Quebec judge OK’s class-action suit over COVID-19 outbreaks in long-term care homes
A Quebec judge has given the green light to a class-action lawsuit that alleges the Quebec government made a series of mistakes when the pandemic began that contributed to large outbreaks and thousands of deaths.
The lawsuit was filed on behalf of all residents of public long-term care homes (or CHSLDs as they’re called in Quebec) that experienced major COVID-19 outbreaks between March 13, 2020, and March 20, 2021.
That means there are 118 long-term care homes included in the class-action lawsuit, according to Patrick Martin-Ménard, the lawyer who pushed for the suit to be authorized.
“What happened in March 2020 was not a storm in a blue sky,” the lawyer said during a news conference on Tuesday.
“We may not have known what COVID was, but we knew about the risks of a pandemic and we knew about the ways to get ready for one.”
The lawsuit in Superior Court alleges that the province’s response to the first two waves of COVID-19 was improvised and that a pre-existing pandemic plan was ignored until it was too late.
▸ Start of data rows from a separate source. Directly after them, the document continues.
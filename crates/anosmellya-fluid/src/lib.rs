//! Smell field kernels for Anosmellya.
//!
//! Each of the four smell fields is a [`Grid<f32>`](anosmellya_grid::Grid)
//! updated once per tick by [`update`]: a forward [`disperse`] sweep that
//! moves mass between neighbouring tiles, then an [`evaporate`] pass that
//! decays every tile. Animals read fields through [`smell_gradient`].
//!
//! # Per-tick order
//!
//! 1. [`disperse`] with the field's dispersal portion
//! 2. [`evaporate`] with the field's evaporation portion

#![forbid(unsafe_code)]
#![deny(missing_docs)]
#![deny(rustdoc::broken_intra_doc_links)]

pub mod diffusion;
pub mod gradient;

pub use diffusion::{disperse, evaporate, update, FluidRates};
pub use gradient::smell_gradient;
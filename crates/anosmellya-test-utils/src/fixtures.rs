//! Reusable smell field fixtures.
//!
//! - [`field_with`] — a field from explicit row-major values.
//! - [`spike`] — zero everywhere except one tile.
//! - [`ramp`] — values growing linearly along one axis.
//! - [`noise_field`] — seeded uniform noise, identical for identical seeds.

use anosmellya_grid::Grid;
use rand::{Rng, SeedableRng};
use rand_chacha::ChaCha8Rng;

/// Build a field from row-major `values`. Panics if the length is not
/// `width * height`.
pub fn field_with(width: u32, height: u32, values: &[f32]) -> Grid<f32> {
    let mut g = Grid::filled(width, height, 0.0f32).unwrap();
    assert_eq!(
        values.len(),
        g.len(),
        "field_with: {} values for a {width}x{height} field",
        values.len()
    );
    g.as_mut_slice().copy_from_slice(values);
    g
}

/// A zero field with `amount` at `(x, y)`.
pub fn spike(width: u32, height: u32, x: u32, y: u32, amount: f32) -> Grid<f32> {
    let mut g = Grid::filled(width, height, 0.0f32).unwrap();
    *g.at_mut(x, y) = amount;
    g
}

/// Axis selector for [`ramp`].
#[derive(Clone, Copy, Debug, PartialEq, Eq)]
pub enum Axis {
    /// Values grow with `x`.
    Horizontal,
    /// Values grow with `y`.
    Vertical,
}

/// A field whose value at each tile is `step` times its coordinate along `axis`.
pub fn ramp(width: u32, height: u32, axis: Axis, step: f32) -> Grid<f32> {
    let mut g = Grid::filled(width, height, 0.0f32).unwrap();
    for y in 0..height {
        for x in 0..width {
            let along = match axis {
                Axis::Horizontal => x,
                Axis::Vertical => y,
            };
            *g.at_mut(x, y) = along as f32 * step;
        }
    }
    g
}

/// Uniform noise in `[0, max)` from a ChaCha8 stream seeded with `seed`.
pub fn noise_field(width: u32, height: u32, max: f32, seed: u64) -> Grid<f32> {
    let mut rng = ChaCha8Rng::seed_from_u64(seed);
    let mut g = Grid::filled(width, height, 0.0f32).unwrap();
    for v in g.as_mut_slice() {
        *v = rng.random_range(0.0..max);
    }
    g
}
The suit seeks compensation of at least $100,000 for each member who was infected, $40,000 for class members who didn’t get sick and additional compensation for both groups’ families.
The class action also aims to obtain an extra $10 million in punitive damages, and it alleges that government decisions — including to move hospital patients into long-term care centres — led to additional deaths.
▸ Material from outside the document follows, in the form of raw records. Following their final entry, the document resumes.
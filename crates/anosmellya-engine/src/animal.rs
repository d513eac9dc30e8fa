//! Genetic animal model: affinities, founders, crossover, mutation.
//!
//! An [`Animal`] is plain `Copy` data occupying one tile. Its heritable
//! traits (the *genome*) are three reproduction parameters and five
//! [`SmellAffinity`] records. The genome can be viewed as a flat array of
//! [`GENE_COUNT`] floats in a fixed order; crossover, mutation and
//! averaging all walk that array, so they always agree on which trait is
//! which.

use anosmellya_core::{Random, Species, Vec2};
use serde::Serialize;

// ── SmellAffinity ──────────────────────────────────────────────────

/// How strongly, and in which direction, an animal reacts to one sense.
///
/// The `impulse` is expressed relative to the sensed direction: an impulse
/// of `(1, 0)` pushes straight along the sense vector, `(-1, 0)` straight
/// away from it. The five effects scale the push by the local field values
/// and the animal's own food.
#[derive(Clone, Copy, Debug, Default, PartialEq, Serialize)]
pub struct SmellAffinity {
    /// Output direction and base strength, relative to the sense direction.
    pub impulse: Vec2,
    /// Gain applied to the plant value at the animal's tile.
    pub plant_effect: f32,
    /// Gain applied to the herb value at the animal's tile.
    pub herb_effect: f32,
    /// Gain applied to the carn value at the animal's tile.
    pub carn_effect: f32,
    /// Gain applied to the baby value at the animal's tile.
    pub baby_effect: f32,
    /// Gain applied to the animal's food.
    pub food_effect: f32,
}

impl SmellAffinity {
    /// Genes per affinity.
    pub const GENES: usize = 7;

    /// An affinity with only an impulse.
    pub const fn with_impulse(x: f32, y: f32) -> Self {
        Self {
            impulse: Vec2::new(x, y),
            plant_effect: 0.0,
            herb_effect: 0.0,
            carn_effect: 0.0,
            baby_effect: 0.0,
            food_effect: 0.0,
        }
    }

    fn genes(&self) -> [f32; Self::GENES] {
        [
            self.impulse.x,
            self.impulse.y,
            self.plant_effect,
            self.herb_effect,
            self.carn_effect,
            self.baby_effect,
            self.food_effect,
        ]
    }

    fn from_genes(g: &[f32]) -> Self {
        Self {
            impulse: Vec2::new(g[0], g[1]),
            plant_effect: g[2],
            herb_effect: g[3],
            carn_effect: g[4],
            baby_effect: g[5],
            food_effect: g[6],
        }
    }
}

// ── Animal ─────────────────────────────────────────────────────────

/// Number of heritable floats in an [`Animal`].
pub const GENE_COUNT: usize = 3 + 5 * SmellAffinity::GENES;

/// One tile's occupant, or the absent placeholder.
///
/// Serializes only the statistically relevant genetic traits; physical
/// state and species are omitted.
#[derive(Clone, Copy, Debug, Default, PartialEq, Serialize)]
pub struct Animal {
    /// Sub-tile position in world coordinates.
    #[serde(skip)]
    pub pos: Vec2,
    /// Velocity in tiles per tick.
    #[serde(skip)]
    pub vel: Vec2,
    /// Energy. Drops by one per tick; the animal dies below zero.
    #[serde(skip)]
    pub food: f32,
    /// Ticks lived.
    #[serde(skip)]
    pub age: u32,
    /// Whether a living animal occupies this slot.
    #[serde(skip)]
    pub is_present: bool,
    /// Set when the animal moved or was born ahead of the row-major scan,
    /// so the scan skips it once.
    #[serde(skip)]
    pub just_moved: bool,
    /// Species flag.
    #[serde(skip)]
    pub is_carn: bool,
    /// Baby scent emitted per tick while receptive.
    pub baby_smell_amount: f32,
    /// Food level at or above which the animal is receptive.
    pub baby_threshold: f32,
    /// Food handed to each child, capped by the mother's food.
    pub baby_food: f32,
    /// Reaction to the plant gradient.
    pub plant_aff: SmellAffinity,
    /// Reaction to the herb gradient.
    pub herb_aff: SmellAffinity,
    /// Reaction to the carn gradient.
    pub carn_aff: SmellAffinity,
    /// Reaction to the baby gradient.
    pub baby_aff: SmellAffinity,
    /// Reaction to the animal's own velocity.
    pub vel_aff: SmellAffinity,
}

impl Animal {
    /// A founder with sensible starting traits for `species`.
    ///
    /// Position is left at the origin; the caller places it.
    pub fn founder(species: Species) -> Self {
        let mut an = Self {
            food: 100.0,
            is_present: true,
            is_carn: species.is_carn(),
            baby_smell_amount: 1.0,
            baby_threshold: 100.0,
            baby_food: 50.0,
            baby_aff: SmellAffinity::with_impulse(1.0, 0.0),
            vel_aff: SmellAffinity::with_impulse(-0.2, 0.0),
            ..Self::default()
        };
        match species {
            Species::Herbivore => {
                an.plant_aff = SmellAffinity::with_impulse(1.0, 0.0);
                an.carn_aff = SmellAffinity::with_impulse(-1.0, 0.0);
            }
            Species::Carnivore => {
                an.herb_aff = SmellAffinity::with_impulse(1.0, 0.0);
            }
        }
        an
    }

    /// A founder herbivore: drawn to plants and mates, flees carnivores.
    pub fn herbivore() -> Self {
        Self::founder(Species::Herbivore)
    }

    /// A founder carnivore: drawn to herbivores and mates.
    pub fn carnivore() -> Self {
        Self::founder(Species::Carnivore)
    }

    /// A child of `mother` and `father`.
    ///
    /// Each gene comes from one parent chosen by a fair coin flip. The
    /// child takes the mother's species, position and velocity, and starts
    /// with `max(0, min(mother.baby_food, mother.food))` food. No food is
    /// taken from the mother here.
    pub fn crossover(random: &mut Random, mother: &Animal, father: &Animal) -> Self {
        let mut genes = mother.genes();
        for (gene, dad) in genes.iter_mut().zip(father.genes()) {
            if !random.coin() {
                *gene = dad;
            }
        }
        let mut kid = Self {
            pos: mother.pos,
            vel: mother.vel,
            food: mother.baby_food.min(mother.food).max(0.0),
            age: 0,
            is_present: true,
            just_moved: false,
            is_carn: mother.is_carn,
            ..Self::default()
        };
        kid.set_genes(&genes);
        kid
    }

    /// Shift every gene by an independent draw from `[-amount, amount)`.
    pub fn mutate(&mut self, random: &mut Random, amount: f32) {
        let mut genes = self.genes();
        for gene in &mut genes {
            *gene += random.next_signed(amount);
        }
        self.set_genes(&genes);
    }

    /// Add `other`'s genes to this animal's, for averaging.
    pub fn accumulate(&mut self, other: &Animal) {
        let mut genes = self.genes();
        for (gene, add) in genes.iter_mut().zip(other.genes()) {
            *gene += add;
        }
        self.set_genes(&genes);
    }

    /// Divide every gene by `divisor`.
    pub fn divide(&mut self, divisor: f32) {
        let mut genes = self.genes();
        for gene in &mut genes {
            *gene /= divisor;
        }
        self.set_genes(&genes);
    }

    /// Species of this animal.
    pub fn species(&self) -> Species {
        Species::from_is_carn(self.is_carn)
    }

    /// Whether the animal has enough food to reproduce.
    pub fn is_receptive(&self) -> bool {
        self.food >= self.baby_threshold
    }

    /// The genome as a flat array, in serialization order.
    pub fn genes(&self) -> [f32; GENE_COUNT] {
        let mut out = [0.0; GENE_COUNT];
        out[0] = self.baby_smell_amount;
        out[1] = self.baby_threshold;
        out[2] = self.baby_food;
        for (chunk, aff) in out[3..]
            .chunks_exact_mut(SmellAffinity::GENES)
            .zip(self.affinities())
        {
            chunk.copy_from_slice(&aff.genes());
        }
        out
    }

    /// Overwrite the genome from a flat array in [`genes`](Self::genes) order.
    pub fn set_genes(&mut self, genes: &[f32; GENE_COUNT]) {
        self.baby_smell_amount = genes[0];
        self.baby_threshold = genes[1];
        self.baby_food = genes[2];
        let mut chunks = genes[3..].chunks_exact(SmellAffinity::GENES);
        for aff in self.affinities_mut() {
            if let Some(chunk) = chunks.next() {
                *aff = SmellAffinity::from_genes(chunk);
            }
        }
    }

    fn affinities(&self) -> [&SmellAffinity; 5] {
        [
            &self.plant_aff,
            &self.herb_aff,
            &self.carn_aff,
            &self.baby_aff,
            &self.vel_aff,
        ]
    }

    fn affinities_mut(&mut self) -> [&mut SmellAffinity; 5] {
        [
            &mut self.plant_aff,
            &mut self.herb_aff,
            &mut self.carn_aff,
            &mut self.baby_aff,
            &mut self.vel_aff,
        ]
    }

    /// The genetic traits as a JSON object.
    pub fn to_json(&self) -> serde_json::Value {
        serde_json::to_value(self).unwrap_or(serde_json::Value::Null)
    }
}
Jean-Pierre Daubois is the lawsuit’s lead plaintiff.
His mother, Anna José Maquet, 94, died at the Ste-Dorothée long-term care centre in Laval, Que., in April 2020. He said his mother suffered due to a lack of care.
“When I saw the conditions in which my mother died, my first reflex was to call the coroner because to me it looked like criminal negligence,” Daubois said Tuesday.
More than 5,000 people died in Quebec’s long-term care centres during the period covered by the lawsuit.
Those deaths led to a public inquiry that was led by coroner Géhane Kamel.
In 2021, the inquiry heard testimony from 220 witnesses including government officials, long-term care home employees, and the loved ones of people who died.
Kamel issued 23 recommendations for the provincial government.
The full list of the 118 CHSLDs included in the lawsuit is expected to be made public on the law firm’s website sometime Tuesday.